Chromatin accessibility is altered by NASH and lipotoxicity. (A,B) Annotation of ATAC-seq peaks in (A) human liver (n = 4 per group) and (B) mouse hepatocytes (n = 3 per group). (C) Heat maps of ATAC-seq peaks aligned to their centre ± 1 kb. (D) Density plots showing averaged normalized signal of ATAC-seq peaks aligned to their centre ± 1 kb. (E,F) Overlap of ATAC-seq peaks between (E) CON and NASH liver or (F) BSA and PAL hepatocytes. (G,H) Genome browser views of representative (G) CON- or NASH-specific peaks in human liver and (H) BSA- or PAL-specific peaks in mouse hepatocytes (marked yellow). (I,J) Gene ontology analysis showing biological processes regulated by genes linked to (I) CON- or NASH-specific peak in human liver and (J) BSA- or PAL-specific peaks in mouse hepatocytes.

Figure 4

Conserved transcription factor networks at regulatory elements in NASH and lipotoxicity. (A–D) Transcription factor motif enrichment analysis in chromatin regions showing a loss (CON/BSA-specific) or gain (NASH/PAL-specific) in accessibility at (A,B) distal intergenic regions and (C,D) promoters in the context of NASH or PAL treatment (red line denotes significance cut-off of E-value < 0.05). (E,F). Circular plots showing conserved transcription factors (purple lines) shared between CON/BSA- and NASH/PAL-specific chromatin regions at (E) distal intergenic regions and (F) promoters. (G,H) Protein–protein interaction (PPI) network analysis of common and CON/BSA-specific transcription factors at (G) distal intergenic regions and (H) promoters.

Figure 5

Omics data integration revealed candidate lipotoxicity-sensitive transcription factors at proximal promoters. (A) Overlap between all ISMARA (RNA-seq) and motif enrichment analysis (ATAC-seq) predicted transcription factors (TFs). (B) Heat map with ISMARA-predicted activity (left panel; clustering based of predicted TF activity) and gene expression changes (right panel; asterisk denotes a significant change) of TFs regulated in both systems. (C) Cytotoxicity and (D) intracellular lipid content measurement following BSA or PAL stimulation for 24 h in mouse hepatocytes with either overexpression (OE) or knockout (KO) of candidate TFs.
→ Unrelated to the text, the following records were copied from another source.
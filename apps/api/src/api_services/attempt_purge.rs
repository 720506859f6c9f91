use std::time::Duration;

use movify_application::LoginAttemptGuard;
use tokio::task::JoinHandle;
use tracing::{info, warn};

/// Periodically drops stale attempt records held by this process.
///
/// Only needed for the in-memory ledger; the Postgres ledger is purged by
/// `movify-worker`.
pub fn spawn_attempt_purge(
    guard: LoginAttemptGuard,
    retention: chrono::Duration,
    interval: Duration,
) -> JoinHandle<()> {
    tokio::spawn(async move {
        info!(
            retention_hours = retention.num_hours(),
            interval_seconds = interval.as_secs(),
            "in-memory attempt purge started"
        );

        loop {
            match guard.purge_expired(retention).await {
                Ok(0) => {}
                Ok(purged) => info!(purged, "stale in-memory login attempt records purged"),
                Err(error) => warn!(error = %error, "failed to purge in-memory login attempt records"),
            }

            tokio::time::sleep(interval).await;
        }
    })
}
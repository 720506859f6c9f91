use chrono::{Duration, Utc};
use movify_application::{ContentRepository, PersonalListRepository, UserRepository};
use movify_core::AppError;
use movify_domain::FavoriteEntry;

use super::PostgresPersonalListRepository;
use crate::test_support::{sample_content, sample_user, test_pool};
use crate::{PostgresContentRepository, PostgresUserRepository};

#[tokio::test]
async fn entries_are_unique_per_pair_and_listed_newest_first() {
    let Some(pool) = test_pool().await else {
        return;
    };

    let users = PostgresUserRepository::new(pool.clone());
    let contents = PostgresContentRepository::new(pool.clone());
    let repository = PostgresPersonalListRepository::new(pool);

    let user = sample_user();
    let older_content = sample_content("Favorite Older");
    let newer_content = sample_content("Favorite Newer");
    assert!(users.insert(&user).await.is_ok());
    assert!(contents.insert(&older_content).await.is_ok());
    assert!(contents.insert(&newer_content).await.is_ok());

    let now = Utc::now();
    let older = FavoriteEntry::new(user.id, older_content.id, now - Duration::minutes(5));
    let newer = FavoriteEntry::new(user.id, newer_content.id, now);
    assert!(repository.insert(&older).await.is_ok());
    assert!(repository.insert(&newer).await.is_ok());

    let duplicate = FavoriteEntry::new(user.id, older_content.id, now);
    assert!(matches!(
        repository.insert(&duplicate).await,
        Err(AppError::Conflict(_))
    ));

    let listed = repository
        .list_for_user(user.id)
        .await
        .unwrap_or_else(|_| panic!("test"));
    let ids: Vec<_> = listed.iter().map(|entry| entry.id).collect();
    assert_eq!(ids, [newer.id, older.id]);

    let by_pair = repository
        .find_by_pair(user.id, older_content.id)
        .await
        .unwrap_or_else(|_| panic!("test"));
    assert_eq!(by_pair.map(|entry| entry.id), Some(older.id));

    assert!(users.delete(user.id).await.is_ok());
    assert!(matches!(repository.find(newer.id).await, Ok(None)));
    assert!(contents.delete(older_content.id).await.is_ok());
    assert!(contents.delete(newer_content.id).await.is_ok());
}
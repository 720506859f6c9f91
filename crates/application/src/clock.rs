use chrono::{DateTime, Utc};

/// Time source port so temporal policies can be tested deterministically.
pub trait Clock: Send + Sync {
    /// Returns the current instant.
    fn now(&self) -> DateTime<Utc>;
}

/// Wall clock backed by the system time.
#[derive(Debug, Clone, Copy, Default)]
pub struct SystemClock;

impl Clock for SystemClock {
    fn now(&self) -> DateTime<Utc> {
        Utc::now()
    }
}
Data are expressed as percentage of control cells (CON; corresponding to 100% denoted by the horizontal dashed line) undergoing the same treatment (n = 4 independent experiments; values are mean ± SD; *p < 0.05, **p < 0.01 and ***p < 0.001). (E,F) ISMARA-predicted activity of MAFK and TCF4 in (E) human liver from CON subjects or NAFL and NASH patients (GEO accession: GSE126848), and (F) hepatocytes isolated from a mouse model of diet-induced NASH (GEO accession: GSE162876).

Figure 6

TCF4 and MAFK target genes are linked to hepatocyte lipotoxicity. (A,C) Overlap between DEG of CON and (A) TCF4-KO or (C) MAFK-KO hepatocytes stimulated with PAL for 24 h (n = 3 per group). (B,D) Gene ontology terms exclusively regulated in CON and (B) TCF4-KO or (D) MAFK-KO cells.

Figure 7

Overlap between TCF4 and MAFK target genes and human liver fibrosis. (A) Schematic representation of liver fibrosis stages from which samples used for downstream data integration were obtained (prepared with Biorender). (B,D) Overlap between DEG in human liver from NASH patients with cirrhosis (F4; GEO accession: GSE135251) and PAL-stimulate CON and (B) TCF4-KO or (D) MAFK-KO mouse hepatocytes. (C,E) Heat maps and clustering analysis of fold changes of (C) TCF4- or (E) MAFK-sensitive genes regulated both in human NASH F4 and mouse hepatocyte lipotoxicity, including data from human liver from NASH patients with moderate (F2) and severe (F3) fibrosis (grey denotes genes not significantly regulated in human NASH).